Historically, indigenous communities have been pushed aside when it comes to budget allocation, infrastructure projects and, more recently, COVID-19 protection measures. But these communities decided not to stand idly and installed their own blockades and curfews to protect their villages, local leaders and officials told Reuters.

Deputy Minister of Health, Hugo López-Gatell reported yesterday that the number of infected in the country increased to 8,261, while the death toll rises to 686. Out of those, more than 70 of confirmed cases have been people that speak an indigenous language and at least 13 of them have died. In rural Mexico, indigenous communities are located in remote locations, away from hospitals and with poor medical care, making them more vulnerable. 

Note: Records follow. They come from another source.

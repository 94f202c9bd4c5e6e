// Copyright (C) 2026 Fred Clausen
// Use of this source code is governed by an MIT-style
// license that can be found in the LICENSE file or at
// https://opensource.org/licenses/MIT.

use std::collections::BTreeMap;

use shiftboard::{PatternUsage, RemovalDecision, RemovalMode, ShiftRecord, ShiftVersion};
use shiftboard_domain::{PatternId, StoredPattern};
use time::Month;

use crate::error::PersistenceError;
use crate::tests::{
    create_test_pattern, create_test_schedule, create_test_shift, date, four_on_four_off, today,
};
use crate::{PatternData, ShiftChange};

#[test]
fn test_create_and_list_patterns() {
    let (mut persistence, schedule_id) = create_test_schedule();
    create_test_pattern(&mut persistence, schedule_id, "Nights");
    let days: PatternId = create_test_pattern(&mut persistence, schedule_id, "days");

    let patterns: Vec<PatternData> = persistence.list_patterns(schedule_id).unwrap();

    let names: Vec<&str> = patterns.iter().map(|p| p.name.as_str()).collect();
    assert_eq!(names, vec!["days", "Nights"]);
    assert_eq!(patterns[0].pattern_id, days);
    assert!(matches!(patterns[0].pattern, StoredPattern::Valid(_)));
    assert_eq!(patterns[0].created_by.as_deref(), Some("manager-oid"));
}

#[test]
fn test_duplicate_pattern_name_is_a_conflict() {
    let (mut persistence, schedule_id) = create_test_schedule();
    create_test_pattern(&mut persistence, schedule_id, "Four On");

    let result: Result<PatternId, PersistenceError> =
        persistence.create_pattern(schedule_id, &four_on_four_off(" four on "), None);

    assert!(matches!(result, Err(PersistenceError::Conflict(_))));
}

#[test]
fn test_update_pattern_replaces_name() {
    let (mut persistence, schedule_id) = create_test_schedule();
    let pattern_id: PatternId = create_test_pattern(&mut persistence, schedule_id, "Old");

    persistence
        .update_pattern(schedule_id, pattern_id, &four_on_four_off("New"))
        .unwrap();

    let stored: PatternData = persistence
        .get_pattern(schedule_id, pattern_id)
        .unwrap()
        .unwrap();
    assert_eq!(stored.name, "New");
}

#[test]
fn test_update_pattern_may_keep_its_own_name() {
    let (mut persistence, schedule_id) = create_test_schedule();
    let pattern_id: PatternId = create_test_pattern(&mut persistence, schedule_id, "Same");

    let result: Result<(), PersistenceError> =
        persistence.update_pattern(schedule_id, pattern_id, &four_on_four_off("SAME"));

    assert!(result.is_ok());
}

#[test]
fn test_update_unknown_pattern_is_not_found() {
    let (mut persistence, schedule_id) = create_test_schedule();

    let result: Result<(), PersistenceError> =
        persistence.update_pattern(schedule_id, PatternId::new(99), &four_on_four_off("X"));

    assert!(matches!(result, Err(PersistenceError::NotFound(_))));
}

#[test]
fn test_corrupt_payload_reads_as_corrupt() {
    use diesel::prelude::*;

    use crate::diesel_schema::patterns;

    let (mut persistence, schedule_id) = create_test_schedule();
    let pattern_id: PatternId = create_test_pattern(&mut persistence, schedule_id, "Broken");
    diesel::update(patterns::table)
        .filter(patterns::pattern_id.eq(pattern_id.value()))
        .set(patterns::pattern_json.eq("{not json"))
        .execute(&mut persistence.conn)
        .unwrap();

    let stored: PatternData = persistence
        .get_pattern(schedule_id, pattern_id)
        .unwrap()
        .unwrap();

    assert!(matches!(stored.pattern, StoredPattern::Corrupt));
}

#[test]
fn test_unused_pattern_is_hard_deleted() {
    let (mut persistence, schedule_id) = create_test_schedule();
    let pattern_id: PatternId = create_test_pattern(&mut persistence, schedule_id, "Unused");

    let decision: RemovalDecision = persistence
        .remove_pattern(schedule_id, pattern_id, today(), false, None)
        .unwrap();

    assert_eq!(decision, RemovalDecision::HardDelete);
    let payloads: BTreeMap<PatternId, StoredPattern> =
        persistence.load_pattern_payloads(schedule_id).unwrap();
    assert!(!payloads.contains_key(&pattern_id));
}

#[test]
fn test_active_pattern_needs_confirmation() {
    let (mut persistence, schedule_id) = create_test_schedule();
    let pattern_id: PatternId = create_test_pattern(&mut persistence, schedule_id, "Days");
    let shift: ShiftRecord = create_test_shift(
        &mut persistence,
        schedule_id,
        "Days",
        Some(pattern_id),
        date(2026, Month::January, 1),
    );

    let decision: RemovalDecision = persistence
        .remove_pattern(schedule_id, pattern_id, today(), false, None)
        .unwrap();

    assert_eq!(
        decision,
        RemovalDecision::NeedsConfirmation {
            active_shift_usage_count: 1
        }
    );
    assert!(persistence.get_pattern(schedule_id, pattern_id).unwrap().is_some());
    let versions: Vec<ShiftVersion> = persistence
        .shift_timeline(schedule_id, shift.employee_type_id)
        .unwrap();
    assert_eq!(versions.len(), 1);
}

#[test]
fn test_confirmed_removal_splits_active_shift() {
    let (mut persistence, schedule_id) = create_test_schedule();
    let pattern_id: PatternId = create_test_pattern(&mut persistence, schedule_id, "Days");
    let shift: ShiftRecord = create_test_shift(
        &mut persistence,
        schedule_id,
        "Days",
        Some(pattern_id),
        date(2026, Month::January, 1),
    );

    let decision: RemovalDecision = persistence
        .remove_pattern(schedule_id, pattern_id, today(), true, Some("manager-oid"))
        .unwrap();

    assert_eq!(
        decision.mode(),
        Some(RemovalMode::RemovedWithUnassignedTransition)
    );
    let versions: Vec<ShiftVersion> = persistence
        .shift_timeline(schedule_id, shift.employee_type_id)
        .unwrap();
    assert_eq!(versions.len(), 2);
    assert_eq!(versions[0].start_date, date(2026, Month::January, 1));
    assert_eq!(versions[0].end_date, Some(date(2026, Month::March, 14)));
    assert_eq!(versions[0].fields.pattern_id, Some(pattern_id));
    assert_eq!(versions[1].start_date, today());
    assert_eq!(versions[1].end_date, None);
    assert_eq!(versions[1].fields.pattern_id, None);
    assert_eq!(versions[1].fields.name, "Days");

    let row: ShiftRecord = persistence
        .get_shift(schedule_id, shift.employee_type_id)
        .unwrap()
        .unwrap();
    assert_eq!(row.pattern_id, None);

    // Removed from pickers, still available to history.
    assert!(persistence.get_pattern(schedule_id, pattern_id).unwrap().is_none());
    assert!(
        persistence
            .load_pattern_payloads(schedule_id)
            .unwrap()
            .contains_key(&pattern_id)
    );
}

#[test]
fn test_pattern_used_only_in_history_is_soft_removed() {
    let (mut persistence, schedule_id) = create_test_schedule();
    let pattern_id: PatternId = create_test_pattern(&mut persistence, schedule_id, "Days");
    let shift: ShiftRecord = create_test_shift(
        &mut persistence,
        schedule_id,
        "Days",
        Some(pattern_id),
        date(2026, Month::January, 1),
    );
    let change: ShiftChange = ShiftChange {
        employee_type_id: shift.employee_type_id,
        name: String::from("Days"),
        pattern_id: None,
        effective_date: date(2026, Month::March, 1),
        display_order: None,
    };
    persistence
        .update_shift(schedule_id, &change, today(), None)
        .unwrap();

    let decision: RemovalDecision = persistence
        .remove_pattern(schedule_id, pattern_id, today(), false, None)
        .unwrap();

    assert_eq!(decision.mode(), Some(RemovalMode::SoftRemove));
    let versions: Vec<ShiftVersion> = persistence
        .shift_timeline(schedule_id, shift.employee_type_id)
        .unwrap();
    assert_eq!(versions.len(), 2);
}

#[test]
fn test_remove_unknown_pattern_is_not_found() {
    let (mut persistence, schedule_id) = create_test_schedule();

    let result: Result<RemovalDecision, PersistenceError> =
        persistence.remove_pattern(schedule_id, PatternId::new(5), today(), true, None);

    assert!(matches!(result, Err(PersistenceError::NotFound(_))));
}

#[test]
fn test_pattern_usage_counts_history_and_today() {
    let (mut persistence, schedule_id) = create_test_schedule();
    let pattern_id: PatternId = create_test_pattern(&mut persistence, schedule_id, "Days");
    create_test_shift(
        &mut persistence,
        schedule_id,
        "Active",
        Some(pattern_id),
        date(2026, Month::January, 1),
    );
    create_test_shift(
        &mut persistence,
        schedule_id,
        "Future",
        Some(pattern_id),
        date(2026, Month::June, 1),
    );

    let usage: PatternUsage = persistence
        .pattern_usage(schedule_id, pattern_id, today())
        .unwrap();

    assert_eq!(usage.shift_usage_count, 2);
    assert_eq!(usage.active_shift_usage_count, 1);
}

On March 30, the government declared a health emergency and ordered non-essential companies to close. In the hills of Oaxaca, local authorities in Santa Maria Yaviche agreed to detain anyone entering or leaving unless there is an emergency and no one can leave their house after 9 p.m. Likewise, in Chiapas, the rebel Ejército Zapatista de Liberación Nacional ordered its villages to go into lockdown weeks before such measures were implemented by the federal government.

"In our communities, we often do not realize how serious the situation is, because we have always experienced isolation and solved problems in community and in solidarity," Oswaldo Martínez, who presents a radio program, said in an interview for the Thomson Reuters Foundation. "The blockade is a mechanism for people to be aware of the seriousness of the situation," he pointed out.

According to INEGI, about a fifth of Mexico's population identifies as indigenous. And as COVID-19 approaches these communities, this proportion in Mexico faces a great challenge as only 1.5 percent of the country's public hospital facilities are in rural areas.